**Task requirements**
Reproduce the listing exactly, keeping every word as it is.

**The records**

Segment Open

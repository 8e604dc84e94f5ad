/*
 * SPDX-License-Identifier: Apache-2.0
 * Copyright 2025 ByteDance and/or its affiliates.
 */

use std::sync::Arc;

use async_trait::async_trait;
use tokio::task::JoinHandle;
use tokio_util::sync::CancellationToken;

use burrow_io_ext::AsyncStream;
use burrow_types::net::{ConnectOptions, ProxyKind};

use crate::{DispatchError, Socks5Dispatcher};

/// A connected stream, owned by the caller once handed over.
pub type Transport = Box<dyn AsyncStream>;

/// Something that opens a transport for the given connect options.
#[async_trait]
pub trait Dispatch: Send + Sync {
    async fn connect(&self, options: &ConnectOptions) -> Result<Transport, DispatchError>;
}

/// The dispatcher selected for one proxy url.
///
/// It is created once and then shared by every request.
#[derive(Clone)]
pub enum Dispatcher {
    Socks5(Arc<Socks5Dispatcher>),
    /// Anything that is not socks5, provided by the http engine.
    Http(Arc<dyn Dispatch>),
}

impl Dispatcher {
    pub fn kind(&self) -> ProxyKind {
        match self {
            Dispatcher::Socks5(_) => ProxyKind::Socks5,
            Dispatcher::Http(_) => ProxyKind::Http,
        }
    }

    pub async fn connect(&self, options: &ConnectOptions) -> Result<Transport, DispatchError> {
        match self {
            Dispatcher::Socks5(d) => d.connect(options).await,
            Dispatcher::Http(d) => d.connect(options).await,
        }
    }

    /// Connect, or give up as soon as `cancel` fires.
    ///
    /// The in-flight attempt is dropped on cancellation, which closes any
    /// socket it has opened.
    pub async fn connect_cancellable(
        &self,
        options: &ConnectOptions,
        cancel: &CancellationToken,
    ) -> Result<Transport, DispatchError> {
        tokio::select! {
            biased;

            _ = cancel.cancelled() => Err(DispatchError::Cancelled),
            r = self.connect(options) => r,
        }
    }

    /// Run the connect in a new task and report the outcome to `callback`.
    ///
    /// The callback is called exactly once, with whichever of completion or
    /// cancellation happened first. Aborting the returned handle counts as
    /// cancellation.
    pub fn connect_with_callback<F>(
        self: &Arc<Self>,
        options: ConnectOptions,
        cancel: CancellationToken,
        callback: F,
    ) -> JoinHandle<()>
    where
        F: FnOnce(Result<Transport, DispatchError>) + Send + 'static,
    {
        let dispatcher = Arc::clone(self);
        let settle = SettleOnce::new(callback);
        tokio::spawn(async move {
            let r = dispatcher.connect_cancellable(&options, &cancel).await;
            settle.settle(r);
        })
    }
}

/// Holds the completion callback until the outcome is known.
///
/// Dropped unsettled, it reports [`DispatchError::Cancelled`].
struct SettleOnce<F>
where
    F: FnOnce(Result<Transport, DispatchError>),
{
    callback: Option<F>,
}

impl<F> SettleOnce<F>
where
    F: FnOnce(Result<Transport, DispatchError>),
{
    fn new(callback: F) -> Self {
        SettleOnce {
            callback: Some(callback),
        }
    }

    fn settle(mut self, r: Result<Transport, DispatchError>) {
        if let Some(callback) = self.callback.take() {
            callback(r);
        }
    }
}

impl<F> Drop for SettleOnce<F>
where
    F: FnOnce(Result<Transport, DispatchError>),
{
    fn drop(&mut self) {
        if let Some(callback) = self.callback.take() {
            callback(Err(DispatchError::Cancelled));
        }
    }
}

#[async_trait]
impl Dispatch for Dispatcher {
    async fn connect(&self, options: &ConnectOptions) -> Result<Transport, DispatchError> {
        Dispatcher::connect(self, options).await
    }
}
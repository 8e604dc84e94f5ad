/*
 * SPDX-License-Identifier: Apache-2.0
 * Copyright 2025 ByteDance and/or its affiliates.
 */

use tokio::io::{AsyncRead, AsyncWrite};

#[cfg(feature = "rustls")]
mod maybe_tls;
#[cfg(feature = "rustls")]
pub use maybe_tls::MaybeTlsStream;

/// A duplex byte stream that can be handed over to another task.
pub trait AsyncStream: AsyncRead + AsyncWrite + Send + Unpin {}

impl<T> AsyncStream for T where T: AsyncRead + AsyncWrite + Send + Unpin {}
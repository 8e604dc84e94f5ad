/*
 * SPDX-License-Identifier: Apache-2.0
 * Copyright 2025 ByteDance and/or its affiliates.
 */

use super::SocksConnectError;

pub(crate) const SOCKS5_VERSION: u8 = 0x05;
pub(crate) const METHOD_NO_AUTH: u8 = 0x00;
pub(crate) const CMD_TCP_CONNECT: u8 = 0x01;

pub(crate) const ATYP_IPV4: u8 = 0x01;
pub(crate) const ATYP_DOMAIN: u8 = 0x03;
pub(crate) const ATYP_IPV6: u8 = 0x04;

mod addr;
pub use addr::{Socks5Addr, encode_hostname};

mod reply;
pub use reply::Socks5ReplyCode;

mod handshake;
pub use handshake::{Socks5Handshake, Socks5HandshakeState};

pub mod client;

Segment Closed

**Task solution**
repository 8e604dc84e94f5ad
/*
 * SPDX-License-Identifier: Apache-2.0
 * Copyright 2025 ByteDance and/or its affiliates.
 */

use std::sync::Arc;

use async_trait::async_trait;
use tokio::task::JoinHandle;
use tokio_util::sync::CancellationToken;

use burrow_io_ext::AsyncStream;
use burrow_types::net::{ConnectOptions, ProxyKind};

use crate::{DispatchError, Socks5Dispatcher};

/// A connected stream, owned by the caller once handed over.
pub type Transport = Box<dyn AsyncStream>;

/// Something that opens a transport for the given connect options.
#[async_trait]
pub trait Dispatch: Send + Sync {
    async fn connect(&self, options: &ConnectOptions) -> Result<Transport, DispatchError>;
}

/// The dispatcher selected for one proxy url.
///
/// It is created once and then shared by every request.
#[derive(Clone)]
pub enum Dispatcher {
    Socks5(Arc<Socks5Dispatcher>),
    /// Anything that is not socks5, provided by the http engine.
    Http(Arc<dyn Dispatch>),
}

impl Dispatcher {
    pub fn kind(&self) -> ProxyKind {
        match self {
            Dispatcher::Socks5(_) => ProxyKind::Socks5,
            Dispatcher::Http(_) => ProxyKind::Http,
        }
    }

    pub async fn connect(&self, options: &ConnectOptions) -> Result<Transport, DispatchError> {
        match self {
            Dispatcher::Socks5(d) => d.connect(options).await,
            Dispatcher::Http(d) => d.connect(options).await,
        }
    }

    /// Connect, or give up as soon as `cancel` fires.
    ///
    /// The in-flight attempt is dropped on cancellation, which closes any
    /// socket it has opened.
    pub async fn connect_cancellable(
        &self,
        options: &ConnectOptions,
        cancel: &CancellationToken,
    ) -> Result<Transport, DispatchError> {
        tokio::select! {
            biased;

            _ = cancel.cancelled() => Err(DispatchError::Cancelled),
            r = self.connect(options) => r,
        }
    }

    /// Run the connect in a new task and report the outcome to `callback`.
    ///
    /// The callback is called exactly once, with whichever of completion or
    /// cancellation happened first. Aborting the returned handle counts as
    /// cancellation.
    pub fn connect_with_callback<F>(
        self: &Arc<Self>,
        options: ConnectOptions,
        cancel: CancellationToken,
        callback: F,
    ) -> JoinHandle<()>
    where
        F: FnOnce(Result<Transport, DispatchError>) + Send + 'static,
    {
        let dispatcher = Arc::clone(self);
        let settle = SettleOnce::new(callback);
        tokio::spawn(async move {
            let r = dispatcher.connect_cancellable(&options, &cancel).await;
            settle.settle(r);
        })
    }
}

/// Holds the completion callback until the outcome is known.
///
/// Dropped unsettled, it reports [`DispatchError::Cancelled`].
struct SettleOnce<F>
where
    F: FnOnce(Result<Transport, DispatchError>),
{
    callback: Option<F>,
}

impl<F> SettleOnce<F>
where
    F: FnOnce(Result<Transport, DispatchError>),
{
    fn new(callback: F) -> Self {
        SettleOnce {
            callback: Some(callback),
        }
    }

    fn settle(mut self, r: Result<Transport, DispatchError>) {
        if let Some(callback) = self.callback.take() {
            callback(r);
        }
    }
}

impl<F> Drop for SettleOnce<F>
where
    F: FnOnce(Result<Transport, DispatchError>),
{
    fn drop(&mut self) {
        if let Some(callback) = self.callback.take() {
            callback(Err(DispatchError::Cancelled));
        }
    }
}

#[async_trait]
impl Dispatch for Dispatcher {
    async fn connect(&self, options: &ConnectOptions) -> Result<Transport, DispatchError> {
        Dispatcher::connect(self, options).await
    }
}
repository 8e604dc84e94f5ad
/*
 * SPDX-License-Identifier: Apache-2.0
 * Copyright 2025 ByteDance and/or its affiliates.
 */

use tokio::io::{AsyncRead, AsyncWrite};

#[cfg(feature = "rustls")]
mod maybe_tls;
#[cfg(feature = "rustls")]
pub use maybe_tls::MaybeTlsStream;

/// A duplex byte stream that can be handed over to another task.
pub trait AsyncStream: AsyncRead + AsyncWrite + Send + Unpin {}

impl<T> AsyncStream for T where T: AsyncRead + AsyncWrite + Send + Unpin {}
repository 8e604dc84e94f5ad
/*
 * SPDX-License-Identifier: Apache-2.0
 * Copyright 2025 ByteDance and/or its affiliates.
 */

use super::SocksConnectError;

pub(crate) const SOCKS5_VERSION: u8 = 0x05;
pub(crate) const METHOD_NO_AUTH: u8 = 0x00;
pub(crate) const CMD_TCP_CONNECT: u8 = 0x01;

pub(crate) const ATYP_IPV4: u8 = 0x01;
pub(crate) const ATYP_DOMAIN: u8 = 0x03;
pub(crate) const ATYP_IPV6: u8 = 0x04;

mod addr;
pub use addr::{Socks5Addr, encode_hostname};

mod reply;
pub use reply::Socks5ReplyCode;

mod handshake;
pub use handshake::{Socks5Handshake, Socks5HandshakeState};

pub mod client;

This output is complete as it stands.